Joe expected to live a long time. After all, when he retired at age 61, both of his parents were still alive in their 80’s. So, when Joe chose his pension, he picked the highest amount, based on his single life. That meant that he would receive the highest payment amount for as long as he was alive. However, there was no provision for Sally after his death. Since he had taken the highest pension amount and he expected to live a long time, he felt that taking the lower Social Security benefit, starting at age 62, made sense. The extra money allowed Joe and Sally to live very comfortably in retirement.
Unfortunately, Joe was playing golf one day and had a heart attack on the golf course and passed away shortly thereafter. He was only 67 years old. Sally was distraught, but what really shocked her was when she found out that she lost Joe‘s pension and her Social Security benefits immediately upon his death, leaving her with only one income source, Joe’s Social Security benefits. Once a spouse dies, Social Security only continues to pay out one benefit, whichever is the higher of the two payments. And although Joe’s benefit was the larger of the two, since he had started his Social Security benefit early at age 62, his benefit had been reduced about 25% from the amount that he would have received at his full retirement age of 66. That left Sally with about 40% of the income that she and Joe had been living on before his untimely death.
These are just two examples of why knowing when the right time to begin taking Social Security benefits can be a tough decision. The beauty of life is that we never know what lies ahead of us. If we did, it would be all too predictable. However, not knowing what lies ahead makes planning for the future that much more difficult. As a result, the decision when it might be best to start Social Security benefits is not easy.

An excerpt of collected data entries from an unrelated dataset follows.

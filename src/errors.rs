//! Typed error hierarchy for the pbsflow engine.
//!
//! One enum per subsystem, matching §7 of the design: `OrchestratorError`
//! for wiring/cycle/init/execution failures, `RunManagerError` for the
//! run-gate and unknown-workflow cases, `StoreError` for history
//! persistence, and `SchedulerError` for trigger construction. `anyhow` is
//! reserved for the CLI and activity bodies, where only a human-readable
//! chain is needed.

use thiserror::Error;

use crate::activity::ActivityId;

/// Errors from the orchestrator's wiring and execution phases (§4.1).
#[derive(Debug, Error)]
pub enum OrchestratorError {
    #[error("activity id collision: {0}")]
    DuplicateActivityId(ActivityId),

    #[error("activity '{activity}' needs a service of type '{type_name}' but no factory is registered for it")]
    MissingService { activity: String, type_name: String },

    #[error("activity '{activity}' has config path '{path}' but it could not be resolved: {reason}")]
    ConfigResolution {
        activity: String,
        path: String,
        reason: String,
    },

    #[error("circular dependency detected among activities: {0:?}")]
    CircularDependency(Vec<ActivityId>),

    #[error("activity '{activity}' has an unresolved named dependency on '{dependency}'")]
    UnresolvedDependency { activity: String, dependency: String },

    #[error("activity '{0}' failed during init: {1}")]
    InitFailed(ActivityId, String),

    #[error("{} activit{} failed: {}", .0.len(), if .0.len() == 1 { "y" } else { "ies" }, .0.join("; "))]
    ExecutionFailed(Vec<String>),
}

impl OrchestratorError {
    /// Build the composite error reported when one or more activity bodies
    /// fail in the same run.
    pub fn execution_failed(messages: Vec<String>) -> Self {
        Self::ExecutionFailed(messages)
    }
}

/// Errors surfaced by the run manager (§4.5, §7).
#[derive(Debug, Error, Clone, PartialEq, Eq)]
pub enum RunManagerError {
    /// The well-known sentinel returned when a second `run()` arrives while
    /// one is already in flight.
    #[error("a workflow run is already in progress")]
    RunInProgress,

    #[error("unknown workflow(s): {0:?}")]
    UnknownWorkflow(Vec<String>),

    #[error("duplicate workflow name(s) in run request: {0:?}")]
    DuplicateWorkflow(Vec<String>),
}

/// Errors from the state store (§4.6).
#[derive(Debug, Error)]
pub enum StoreError {
    #[error("run summary has no started_at timestamp")]
    MissingStartedAt,

    #[error("io error: {0}")]
    Io(#[from] std::io::Error),

    #[error("failed to serialize run record: {0}")]
    Serialize(#[from] serde_json::Error),
}

/// Errors from scheduler construction (§4.7).
#[derive(Debug, Error)]
pub enum SchedulerError {
    #[error("trigger references unknown workflow '{0}'")]
    UnknownWorkflow(String),

    #[error("trigger has no workflow names")]
    EmptyWorkflowList,

    #[error("invalid cron expression '{expr}': {reason}")]
    InvalidCron { expr: String, reason: String },
}
//! SSH client used for the graceful PBS shutdown (SPEC_FULL.md component 14).
//!
//! `ssh2` is blocking; every call is pushed onto a blocking thread with
//! `spawn_blocking` so it never stalls the async runtime.

use std::io::Read;
use std::net::TcpStream;
use std::time::Duration;

use ssh2::Session;

#[derive(Debug, Clone)]
pub struct SshTarget {
    pub host: String,
    pub port: u16,
    pub user: String,
    pub password: Option<String>,
    pub key_path: Option<String>,
}

#[derive(Clone, Default)]
pub struct SshClient;

impl SshClient {
    pub fn new() -> Self {
        Self
    }

    /// Runs `command` on `target` over a fresh SSH session, returning its
    /// combined stdout. Fails if the remote command exits non-zero.
    pub async fn run_command(&self, target: &SshTarget, command: &str) -> Result<String, String> {
        let target = target.clone();
        let command = command.to_string();
        tokio::task::spawn_blocking(move || run_blocking(&target, &command))
            .await
            .map_err(|e| format!("ssh task panicked: {e}"))?
    }
}

fn run_blocking(target: &SshTarget, command: &str) -> Result<String, String> {
    let tcp = TcpStream::connect((target.host.as_str(), target.port))
        .map_err(|e| format!("tcp connect to {}:{} failed: {e}", target.host, target.port))?;
    tcp.set_read_timeout(Some(Duration::from_secs(30)))
        .map_err(|e| format!("failed to set read timeout: {e}"))?;

    let mut session = Session::new().map_err(|e| format!("ssh session init failed: {e}"))?;
    session.set_tcp_stream(tcp);
    session.handshake().map_err(|e| format!("ssh handshake failed: {e}"))?;

    match (&target.password, &target.key_path) {
        (Some(password), _) => session
            .userauth_password(&target.user, password)
            .map_err(|e| format!("ssh password auth failed: {e}"))?,
        (None, Some(key_path)) => session
            .userauth_pubkey_file(&target.user, None, std::path::Path::new(key_path), None)
            .map_err(|e| format!("ssh key auth failed: {e}"))?,
        (None, None) => return Err("no ssh credentials configured (need password or key_path)".to_string()),
    }

    if !session.authenticated() {
        return Err("ssh authentication did not complete".to_string());
    }

    let mut channel = session.channel_session().map_err(|e| format!("ssh channel open failed: {e}"))?;
    channel.exec(command).map_err(|e| format!("ssh exec failed: {e}"))?;

    let mut output = String::new();
    channel
        .read_to_string(&mut output)
        .map_err(|e| format!("ssh read failed: {e}"))?;
    channel.wait_close().map_err(|e| format!("ssh wait_close failed: {e}"))?;

    let status = channel.exit_status().map_err(|e| format!("ssh exit_status failed: {e}"))?;
    if status != 0 {
        return Err(format!("remote command '{command}' exited with {status}: {output}"));
    }
    Ok(output)
}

As financial advisors, we often recommend that you plan for the worst and hope for the best. Good planning anticipates potential catastrophes and develops a strategy that can address them if they actually occur. Retirement can be a long-term proposition, though it can also be cut short. Since no one individual knows which it will be, we have to anticipate both scenarios and balance them in order to help our clients achieve an enjoyable retirement lifestyle.